In the concluding subsections of this chapter, Rawls defines civil disobedience and conscientious refusal and provides the grounds of justification for each. Civil disobedience is a public, nonviolent, political act usually done with the aim of bringing about a change in the law or policies of the government. It may therefore involve breaking rules or laws, such as those of assembly. Because civil disobedience is a public act, it is distinct from other forms of protest, most notably conscientious refusal, which is defined as “noncompliance with a more or less direct legal injunction or administrative order.” Conscientious refusal may therefore be individual, not linked to a larger group or mass organization. Pacifism, or opposition to war, may result in a conscientious refusal to submit to a draft, for instance.
Instances of clear and substantial injustice justify civil disobedience. Rawls points out that there is a role for civil disobedience in a constitutional democracy. It is a means to bring to the attention of the majority that social and economic imbalance and injustice needs to be addressed for the greater stability of the constitution and just social arrangements. He writes,
By engaging in civil disobedience, one intends, then, to address the sense of justice of the majority and to serve fair notice that in one’s sincere and considered opinion the conditions of free cooperation are being violated.
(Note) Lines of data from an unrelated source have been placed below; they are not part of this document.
//! The persistence seam the transaction service is written against.

use crate::error::StoreError;
use crate::schema::SchemaMode;
use async_trait::async_trait;
use uuid::Uuid;

/// A store of transaction records keyed by UUID.
///
/// Every method maps to exactly one statement (or, for [`prepare`], one
/// database transaction). Implementations never retry.
///
/// [`prepare`]: TransactionStore::prepare
#[async_trait]
pub trait TransactionStore: Send + Sync {
    /// Prepares the record table according to `mode`.
    async fn prepare(&self, mode: SchemaMode) -> Result<(), StoreError>;

    /// Inserts a new record.
    async fn insert(&self, id: Uuid, balance: i64) -> Result<(), StoreError>;

    /// Overwrites the balance of `id`, returning the number of rows affected.
    async fn update_balance(&self, id: Uuid, balance: i64) -> Result<u64, StoreError>;

    /// Removes `id`, returning the number of rows affected.
    async fn delete(&self, id: Uuid) -> Result<u64, StoreError>;

    /// Reads the balance of `id`, or `None` if no such record exists.
    async fn fetch_balance(&self, id: Uuid) -> Result<Option<i64>, StoreError>;

    /// Releases the underlying connection. The store must not be used after.
    async fn close(&self) {}
}
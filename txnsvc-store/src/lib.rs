//! # txnsvc-store
//!
//! Persistence gateway for transaction records.
//!
//! This crate provides:
//! - The [`TransactionStore`] trait the service is written against
//! - [`PgStore`], backed by a PostgreSQL connection pool
//! - [`MemoryStore`], an in-process store for tests
//! - Table initialization in `ensure` or `reset` mode

pub mod error;
pub mod memory;
pub mod postgres;
pub mod schema;
pub mod store;

pub use error::StoreError;
pub use memory::MemoryStore;
pub use postgres::{PgStore, PgStoreConfig};
pub use schema::SchemaMode;
pub use store::TransactionStore;
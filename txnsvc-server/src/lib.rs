//! # txnsvc-server
//!
//! TCP server for the transaction service.
//!
//! This crate provides:
//! - The transaction service: the four record operations and their error mapping
//! - Request dispatch with per-call deadlines
//! - TCP connection handling with one task per call
//! - Configuration from YAML and environment variables
//! - Prometheus metrics over HTTP

pub mod config;
pub mod error;
pub mod handler;
pub mod metrics;
pub mod server;
pub mod service;
pub mod session;

pub use config::{load_dotenv, Config, ConfigError, DatabaseConfig, MetricsConfig, NetworkConfig};
pub use error::ServerError;
pub use handler::{RequestHandler, ServerInfo};
pub use metrics::{run_metrics_server, Metrics};
pub use server::{Server, ServerConfig, ServerStats};
pub use service::TransactionService;
pub use session::{Session, SessionState};
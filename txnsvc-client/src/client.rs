//! High-level client API.

use crate::connection::{Connection, ConnectionConfig};
use crate::error::ClientError;
use serde_json::{json, Value};
use std::sync::Arc;
use txnsvc_protocol::message::{
    DeleteTransactionResult, GetTransactionResult, HelloResult, Operation, TransactionResult,
};

/// High-level client for txnsvc.
pub struct Client {
    conn: Arc<Connection>,
}

impl Client {
    /// Creates a new client with the given configuration.
    pub fn new(config: ConnectionConfig) -> Self {
        Self {
            conn: Arc::new(Connection::new(config)),
        }
    }

    /// Connects to the server.
    pub async fn connect(&self) -> Result<(), ClientError> {
        self.conn.connect().await
    }

    /// Returns whether the client is connected.
    pub fn is_connected(&self) -> bool {
        self.conn.is_connected()
    }

    /// Closes the connection.
    pub async fn close(&self) -> Result<(), ClientError> {
        self.conn.close().await
    }

    /// Returns the underlying connection.
    pub fn connection(&self) -> Arc<Connection> {
        self.conn.clone()
    }

    /// Returns the server's answer to HELLO, once connected.
    pub async fn server_info(&self) -> Option<HelloResult> {
        self.conn.server_info().await
    }

    async fn request(&self, op: Operation, params: Value) -> Result<Value, ClientError> {
        let response = self.conn.request(op, params).await?;
        ClientError::check(response)
    }

    /// Pings the server.
    pub async fn ping(&self) -> Result<(), ClientError> {
        self.request(Operation::Ping, json!({})).await?;
        Ok(())
    }

    /// Creates a record with the given balance; the server picks its id.
    pub async fn create_transaction(&self, balance: i32) -> Result<TransactionResult, ClientError> {
        let params = json!({
            "balance": balance,
        });

        let result = self.request(Operation::CreateTransaction, params).await?;
        Ok(serde_json::from_value(result)?)
    }

    /// Overwrites the balance of an existing record.
    pub async fn update_transaction(
        &self,
        transaction_id: &str,
        balance: i32,
    ) -> Result<TransactionResult, ClientError> {
        let params = json!({
            "transactionId": transaction_id,
            "balance": balance,
        });

        let result = self.request(Operation::UpdateTransaction, params).await?;
        Ok(serde_json::from_value(result)?)
    }

    /// Reads a record.
    pub async fn get_transaction(
        &self,
        transaction_id: &str,
    ) -> Result<GetTransactionResult, ClientError> {
        let params = json!({
            "transactionId": transaction_id,
        });

        let result = self.request(Operation::GetTransaction, params).await?;
        Ok(serde_json::from_value(result)?)
    }

    /// Deletes a record. Deleting a missing record is not an error; the
    /// result then carries `success: false`.
    pub async fn delete_transaction(
        &self,
        transaction_id: &str,
    ) -> Result<DeleteTransactionResult, ClientError> {
        let params = json!({
            "transactionId": transaction_id,
        });

        let result = self.request(Operation::DeleteTransaction, params).await?;
        Ok(serde_json::from_value(result)?)
    }
}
This chapter contains the duties citizens must fulfill if they are to live in safe, secure, and inclusive democracies. By highlighting the natural duties of mutual aid and mutual respect, Rawls brings us closer to the idea of community. If we consider mutual aid as our natural duty, we may never be called upon to assist another, or even receive help, but the fact that this is accepted as a natural duty by all our fellow citizens contributes to our well-being. Natural duties are not conditional on receiving benefits. The only incentive we have for fulfilling them is a more secure and stable society for all.
Even the most stable society with just institutions and high standards of fairness will have periods of unrest when social arrangements or laws are challenged by affected minorities. The exceptions of civil disobedience and conscientious refusal to the obligations of ordinary citizens that Rawls presents help to keep dissent within the contours of what can be addressed and accommodated by changes in policy. More than other chapters that focus on the abstractions of justice as fairness and look at traditional theoretical concepts, this chapter is a pragmatic account of how it can work in today’s world.